THE PINK TAX
Products marketed towards women cost female consumers thousands.
September 18, 2019
When shopping for a graphing calculator, one may see a navy colored calculator and a pink colored calculator, both with the same buttons, the same features and the same functions. The only difference, with the exception of the contrasting color of the two calculators, is their price. At Walmart, the Texas Instruments TI-84 Plus CE Graphing Calculator, black colored, costs $142.67 online; the same model, but pink colored, costs $148.82. The purpose of the different colors is due to the generalized and stereotypical preference of pink for women and any color other than pink being for men. The price difference of $6.15 may be subtle, but the universal tendency to price women-targeted products higher than men-targeted products builds up the bill most women have to pay.
The “pink tax,” also known as the “gender tax,” is a phenomenon that refers to the higher priced items that are typically targeted towards women, in comparison to products deemed for men. According to a 1994 study in California, on average, women pay an estimated $1,351 more annually. Items used for recreation or basic needs, such as razors, scooters, or jeans, have significant price differences, when both function the exact same way, except the packaging, size and/or color may not be the same.
WHY WOMEN’S PRODUCTS COST MORE
The “pink tax” exists in the first place because women’s needs are seen as being more costly and demanding. The Psychology Today magazine states that labor costs for women’s clothing are more because of the variety of clothing. Men’s style of clothing is traditional, with a few number of styles, and there is less fabric used. Thus, consumers will find women’s clothing to be pricier than men’s clothing.
However, not all items have the same circumstances in regards to production. Yet, the “pink tax” is applicable to almost every item in the market. In fact, the products made specially for women are smaller, meaning it takes fewer resources to produce them. Despite that, the prices of these women-specific items are still high compared to the same items advertised for men.
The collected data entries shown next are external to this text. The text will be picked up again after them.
//! HTTP handlers for tasting session endpoints
//!
//! Mounted behind the auth middleware; every handler acts as the caller.

use axum::{
    extract::{Path, State},
    http::StatusCode,
    Json,
};
use uuid::Uuid;

use shared::schemas::{
    TastingListQuery, TastingNoteCreate, TastingSessionCreate, TastingSessionListResponse,
    TastingSessionUpdate,
};

use crate::error::{AppResult, ErrorResponse};
use crate::extractors::{ValidatedJson, ValidatedQuery};
use crate::middleware::CurrentUser;
use crate::models::{TastingNote, TastingSession};
use crate::services::TastingService;
use crate::AppState;

/// List the caller's sessions, newest first
#[utoipa::path(
    get,
    path = "/tastings",
    tag = "tastings",
    params(TastingListQuery),
    responses(
        (status = 200, description = "The caller's sessions", body = TastingSessionListResponse),
        (status = 401, description = "Missing or invalid token", body = ErrorResponse),
        (status = 422, description = "Validation failed", body = ErrorResponse)
    ),
    security(("bearer_auth" = []))
)]
pub async fn list_tastings(
    State(state): State<AppState>,
    current_user: CurrentUser,
    ValidatedQuery(query): ValidatedQuery<TastingListQuery>,
) -> AppResult<Json<TastingSessionListResponse>> {
    let service = TastingService::new(state.db);
    let response = service.list(&query, current_user.id()).await?;
    Ok(Json(response))
}

/// Record a session together with its notes
#[utoipa::path(
    post,
    path = "/tastings",
    tag = "tastings",
    request_body = TastingSessionCreate,
    responses(
        (status = 201, description = "Session recorded", body = TastingSession),
        (status = 401, description = "Missing or invalid token", body = ErrorResponse),
        (status = 404, description = "Coffee not found", body = ErrorResponse),
        (status = 422, description = "Validation failed", body = ErrorResponse)
    ),
    security(("bearer_auth" = []))
)]
pub async fn create_tasting(
    State(state): State<AppState>,
    current_user: CurrentUser,
    ValidatedJson(input): ValidatedJson<TastingSessionCreate>,
) -> AppResult<(StatusCode, Json<TastingSession>)> {
    let service = TastingService::new(state.db);
    let session = service.create(input, current_user.id()).await?;
    Ok((StatusCode::CREATED, Json(session)))
}

#[utoipa::path(
    get,
    path = "/tastings/{id}",
    tag = "tastings",
    params(("id" = Uuid, Path, description = "Tasting session id")),
    responses(
        (status = 200, description = "Session with notes", body = TastingSession),
        (status = 401, description = "Missing or invalid token", body = ErrorResponse),
        (status = 403, description = "Session belongs to another user", body = ErrorResponse),
        (status = 404, description = "Tasting session not found", body = ErrorResponse)
    ),
    security(("bearer_auth" = []))
)]
pub async fn get_tasting(
    State(state): State<AppState>,
    current_user: CurrentUser,
    Path(tasting_id): Path<Uuid>,
) -> AppResult<Json<TastingSession>> {
    let service = TastingService::new(state.db);
    let session = service.get(tasting_id, current_user.id()).await?;
    Ok(Json(session))
}

#[utoipa::path(
    put,
    path = "/tastings/{id}",
    tag = "tastings",
    params(("id" = Uuid, Path, description = "Tasting session id")),
    request_body = TastingSessionUpdate,
    responses(
        (status = 200, description = "Session updated", body = TastingSession),
        (status = 401, description = "Missing or invalid token", body = ErrorResponse),
        (status = 403, description = "Session belongs to another user", body = ErrorResponse),
        (status = 404, description = "Tasting session or coffee not found", body = ErrorResponse),
        (status = 422, description = "Validation failed", body = ErrorResponse)
    ),
    security(("bearer_auth" = []))
)]
pub async fn update_tasting(
    State(state): State<AppState>,
    current_user: CurrentUser,
    Path(tasting_id): Path<Uuid>,
    ValidatedJson(input): ValidatedJson<TastingSessionUpdate>,
) -> AppResult<Json<TastingSession>> {
    let service = TastingService::new(state.db);
    let session = service
        .update(tasting_id, input, current_user.id())
        .await?;
    Ok(Json(session))
}

#[utoipa::path(
    delete,
    path = "/tastings/{id}",
    tag = "tastings",
    params(("id" = Uuid, Path, description = "Tasting session id")),
    responses(
        (status = 204, description = "Session and notes deleted"),
        (status = 401, description = "Missing or invalid token", body = ErrorResponse),
        (status = 404, description = "Tasting session not found", body = ErrorResponse)
    ),
    security(("bearer_auth" = []))
)]
pub async fn delete_tasting(
    State(state): State<AppState>,
    current_user: CurrentUser,
    Path(tasting_id): Path<Uuid>,
) -> AppResult<StatusCode> {
    let service = TastingService::new(state.db);
    service.delete(tasting_id, current_user.id()).await?;
    Ok(StatusCode::NO_CONTENT)
}

/// Add a flavor note to an existing session
#[utoipa::path(
    post,
    path = "/tastings/{id}/notes",
    tag = "tastings",
    params(("id" = Uuid, Path, description = "Tasting session id")),
    request_body = TastingNoteCreate,
    responses(
        (status = 201, description = "Note added", body = TastingNote),
        (status = 401, description = "Missing or invalid token", body = ErrorResponse),
        (status = 403, description = "Session belongs to another user", body = ErrorResponse),
        (status = 404, description = "Tasting session not found", body = ErrorResponse),
        (status = 422, description = "Validation failed", body = ErrorResponse)
    ),
    security(("bearer_auth" = []))
)]
pub async fn add_tasting_note(
    State(state): State<AppState>,
    current_user: CurrentUser,
    Path(tasting_id): Path<Uuid>,
    ValidatedJson(input): ValidatedJson<TastingNoteCreate>,
) -> AppResult<(StatusCode, Json<TastingNote>)> {
    let service = TastingService::new(state.db);
    let note = service
        .add_note(tasting_id, input, current_user.id())
        .await?;
    Ok((StatusCode::CREATED, Json(note)))
}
The cost of basic necessities, along with pain medications and menstrual products can accumulate to over $8000 annually for women.
“Women’s products are just as much of a need as food or water,” junior Saharah Alamgir said. “The products themselves are quite expensive… the price of these products monthly can be between $15 and $30 even without tax.”
Markets create women-specific products to separate the entirety of the consumer population into gender-based divisions. This method, known as market segmentation, has shown a significant increase in sales from companies using it for years, so the “pink tax” will not be going anywhere anytime soon.
WILL IT ALWAYS BE THE “PINK TAX”?
In the twenty-first century, social norms have begun to challenge traditional gender norms, including the assignment of gender to certain colors. Not all women love pink and hate blue, nor do all men love blue and hate pink. Actually, blue was once used as a market ploy to attract female buyers before the 1950s, as said by financial news site Business Insider.
“I do believe [gender stereotypes] persist,” Alamgir said. “Although society has moved on from a time where physical prowess was the most important part of being successful, society still finds these factors abundantly important and therefore views men as greater than women.”
The truth is: the color marketing will always be relevant. It is in human nature to react differently to different colors, such as feeling optimistic when seeing the color yellow, feeling inspired when seeing the color purple, or feeling balanced seeing monochromatic color schemes.
The market has rooted the effects of gender marketing so deeply into consumers’ perceptions, that regardless of the evolution of social norms, color stereotypes will remain in strategic advertising.
AVOIDING THE “PINK TAX”
Gender marketing may never go away, but avoiding the strategies corporations use makes the “pink tax” phenomenon less… phenomenal. For starters, women should attempt to buy their basic needs through men-targeted items.
“I use men’s products probably once a day because I use men’s shaving cream,” junior Juliana Poblano said.
Using men’s products as a woman is not a big deal, nor should society look down on the idea. Fabric softeners, tissues, toothpaste and most famously, razors, will be advertised specially for men for a lower price when it is just as similar as the “women’s version,” if not, exactly the same.
Corporations may find it risky to resort to gender marketing tactics because of the fact that one gender will not buy a product if they advertise it for the opposite gender; however, they have found that an influx of people from the gender they promote are buying that product because of this strategy. If women continue to boycott the sale of women-specific products, these corporations will be compelled to discard the tactic, and just one corporation doing so may change the entire gender stereotyping culture in the market.